I was told they were placed in the water by London’s Hindus in religious ceremonies, with the canal representing the Ganges. A recent article confirmed this: they are place in the canal as an offering to Maa Ganga who symbolises Mother Earth and also the elixir of life, as water is where all life begins. And why coconuts? A Hindu scholar has explained that “Coconuts are the fruit of the Gods – it’s a pure fruit with remarkable qualities, it takes in salt water and produces sweet fruit and it’s neatly packaged too. Also it’s a symbol of fertility, it reflects the womb, and has human qualities – it has two eyes, a mouth and hair.” It’s fascinating that this symbolism has been transported across hundred of miles and generations.

When I was researching this talk, I began to wonder whether London had any graffiti wall shrines – that’s public spaces that have been adopted by street artists to commemorate specific moments and remember people. I’m sure that these exist, but they are hard to pin down because of the transient nature of the form. London does have lots of murals, huge paintings, often commissioned by the community and with a political angle. There’s the Battle of Cable Street mural in Wapping and the Nuclear Dawn CND mural in Brixton. A lot of these are official, but it was interesting to read about the War Memorial Mural at Stockwell tube. This commemorates various aspects of war, with a section for Violette Szabo, who worked behind German lines in WW2 and lived in south London. More recently, artists decided to include on the memorial an image of Jean Charles De Menezes, who was murdered by the police in 2005. But there were disagreements – people felt he didn’t conform to the spirit of the overall piece. Eventually, he was painted out. But there is a small mosaic and shrine to De Menezes nearby.

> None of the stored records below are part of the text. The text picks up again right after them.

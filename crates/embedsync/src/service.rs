//! Resolution of media records into insertable markup.

use std::collections::HashMap;
use std::sync::Arc;

use async_trait::async_trait;
use embedsync_core::{
    EmbedOptions, EmbedResponse, EmbedResult, MediaData, PassthroughUrls, ResolveError,
    UrlConverter,
};
use embedsync_html::data_to_html_with_options;
use parking_lot::RwLock;
use tracing::{debug, trace, warn};

/// URL-keyed store of previously resolved embed responses.
///
/// Presence of a key means the URL was already resolved.
pub trait EmbedCache: Send + Sync {
    fn get(&self, url: &str) -> Option<EmbedResponse>;
    fn set(&self, url: &str, response: EmbedResponse);
    fn has(&self, url: &str) -> bool;
}

/// In-memory cache that keeps entries for its whole lifetime.
#[derive(Debug, Default)]
pub struct MemoryCache {
    entries: RwLock<HashMap<String, EmbedResponse>>,
}

impl MemoryCache {
    pub fn new() -> Self {
        Self::default()
    }

    pub fn len(&self) -> usize {
        self.entries.read().len()
    }

    pub fn is_empty(&self) -> bool {
        self.entries.read().is_empty()
    }
}

impl EmbedCache for MemoryCache {
    fn get(&self, url: &str) -> Option<EmbedResponse> {
        self.entries.read().get(url).cloned()
    }

    fn set(&self, url: &str, response: EmbedResponse) {
        self.entries.write().insert(url.to_string(), response);
    }

    fn has(&self, url: &str) -> bool {
        self.entries.read().contains_key(url)
    }
}

/// Asynchronous lookup of embed markup for a URL.
#[async_trait]
pub trait EmbedProvider: Send + Sync {
    async fn fetch(&self, url: &str) -> Result<EmbedResponse, ResolveError>;
}

/// Turns records into `{url, html}` results, consulting the cache first.
///
/// Without a provider the markup comes from the builder/patcher pipeline and
/// no network is involved.
pub struct EmbedService {
    cache: Arc<dyn EmbedCache>,
    provider: Option<Arc<dyn EmbedProvider>>,
    urls: Arc<dyn UrlConverter>,
    options: EmbedOptions,
}

impl EmbedService {
    /// Create a service with a fresh memory cache and no provider.
    pub fn new() -> Self {
        Self {
            cache: Arc::new(MemoryCache::new()),
            provider: None,
            urls: Arc::new(PassthroughUrls),
            options: EmbedOptions::default(),
        }
    }

    pub fn with_cache(mut self, cache: Arc<dyn EmbedCache>) -> Self {
        self.cache = cache;
        self
    }

    pub fn with_provider(mut self, provider: Arc<dyn EmbedProvider>) -> Self {
        self.provider = Some(provider);
        self
    }

    pub fn with_urls(mut self, urls: Arc<dyn UrlConverter>) -> Self {
        self.urls = urls;
        self
    }

    pub fn with_options(mut self, options: EmbedOptions) -> Self {
        self.options = options;
        self
    }

    pub fn options(&self) -> &EmbedOptions {
        &self.options
    }

    pub fn cache(&self) -> &Arc<dyn EmbedCache> {
        &self.cache
    }

    /// Build or patch markup for `data` without resolving.
    pub fn build_html(&self, data: &MediaData) -> String {
        data_to_html_with_options(data, self.urls.as_ref(), &self.options)
    }

    /// Check if `url` has already been resolved.
    pub fn is_cached(&self, url: &str) -> bool {
        self.cache.has(url)
    }

    /// Resolve a record into insertable markup.
    ///
    /// A failed lookup never populates the cache.
    pub async fn resolve(&self, data: &MediaData) -> Result<EmbedResult, ResolveError> {
        let url = data.source.as_str();
        if url.is_empty() {
            return Ok(EmbedResult::new("", self.build_html(data)));
        }

        if let Some(cached) = self.cache.get(url)
            && let Some(html) = cached.markup()
        {
            trace!(url, "embed cache hit");
            return Ok(EmbedResult::new(url, html));
        }

        let Some(provider) = &self.provider else {
            let html = self.build_html(data);
            if !html.is_empty() && !self.cache.has(url) {
                self.cache.set(url, EmbedResponse::html(html.as_str()));
            }
            return Ok(EmbedResult::new(url, html));
        };

        match provider.fetch(url).await {
            Ok(response) => match response.markup() {
                Some(html) => {
                    self.cache.set(url, response.clone());
                    Ok(EmbedResult::new(url, html))
                }
                None => {
                    debug!(url, "provider returned no markup, building locally");
                    Ok(EmbedResult::new(url, self.build_html(data)))
                }
            },
            Err(err) => {
                warn!(url, error = %err, "embed resolution failed");
                Err(err)
            }
        }
    }
}

impl Default for EmbedService {
    fn default() -> Self {
        Self::new()
    }
}
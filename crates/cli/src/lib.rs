pub mod commands;

use clap::{Parser, Subcommand};
use std::process::ExitCode;

#[derive(Debug, Parser)]
#[command(
    name = "salesrec",
    about = "Salesrec operator CLI",
    long_about = "Operate Salesrec migrations, demo catalog seeding, readiness checks, and ad-hoc recommendations.",
    after_help = "Examples:\n  salesrec migrate\n  salesrec seed\n  salesrec doctor --json\n  salesrec recommend --company Fowler --query Cleaner"
)]
pub struct Cli {
    #[command(subcommand)]
    command: Command,
}

#[derive(Debug, Subcommand)]
enum Command {
    #[command(about = "Apply pending database migrations and return structured status output")]
    Migrate,
    #[command(about = "Load the deterministic demo catalog and verify it")]
    Seed,
    #[command(about = "Validate config, llm readiness, and DB connectivity checks")]
    Doctor {
        #[arg(long, help = "Emit machine-readable JSON output")]
        json: bool,
    },
    #[command(about = "Run one recommendation request against the local catalog")]
    Recommend {
        #[arg(long, help = "Company the request is on behalf of")]
        company: String,
        #[arg(long, help = "Free-text product query")]
        query: String,
        #[arg(long, help = "Number of recommendations to return (1-10)")]
        count: Option<usize>,
    },
}

pub fn run() -> ExitCode {
    let cli = Cli::parse();

    let result = match cli.command {
        Command::Migrate => commands::migrate::run(),
        Command::Seed => commands::seed::run(),
        Command::Doctor { json } => {
            commands::CommandResult { exit_code: 0, output: commands::doctor::run(json) }
        }
        Command::Recommend { company, query, count } => {
            commands::recommend::run(&company, &query, count)
        }
    };

    println!("{}", result.output);
    ExitCode::from(result.exit_code)
}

Then there’s the really strange shrines. I had no idea until this week that the phone box near St Bart’s hospital had been briefly turned into a shrine to Sherlock Holmes after the TV show had him falling from the hospital roof. I don’t imagine there are that many shrines to fictional characters elsewhere in the world.

London also has a skateboard shrine. If you look over the side of the Jubilee Footbridge, you’ll see dozens of broken skateboards lying on one of those immense concrete feet that anchor the bridge to the Thames. These are boards that have been broken during skating sessions by the nearby skaters on the South Bank in the undercroft, and ceremoniously chucked over the bridge to form this strange graveyard.

Then there’s what for me is the saddest shrine of all, partly because it no longer exists. I used to see this all the time when I walked Farringdon, close to Mount Pleasant sorting office, where there are steps going up the viaduct. High up on the wall of one of these dank stairwells you’d see a dozen or so spoons stuck to the tiles.

I always wondered what this was about – even though I think I also partly knew. One day I asked the collective wisdom of Twitter and somebody told me what I’d always suspected: that these were placed here by heroin users in tribute to their dead comrades, each spoon marking a departed soul.

This summarises the essence of an urban shrine for me – it’s clandestine, it’s seditious, it’s violent, it’s about a form of martyrdom and above all it’s about remembrance. I was extremely sad to see the spoons had been removed when the bridge was recently repainted. It’s like those people, those lives, were erased from the public memory. Even as a shrine, they are not allowed to exist.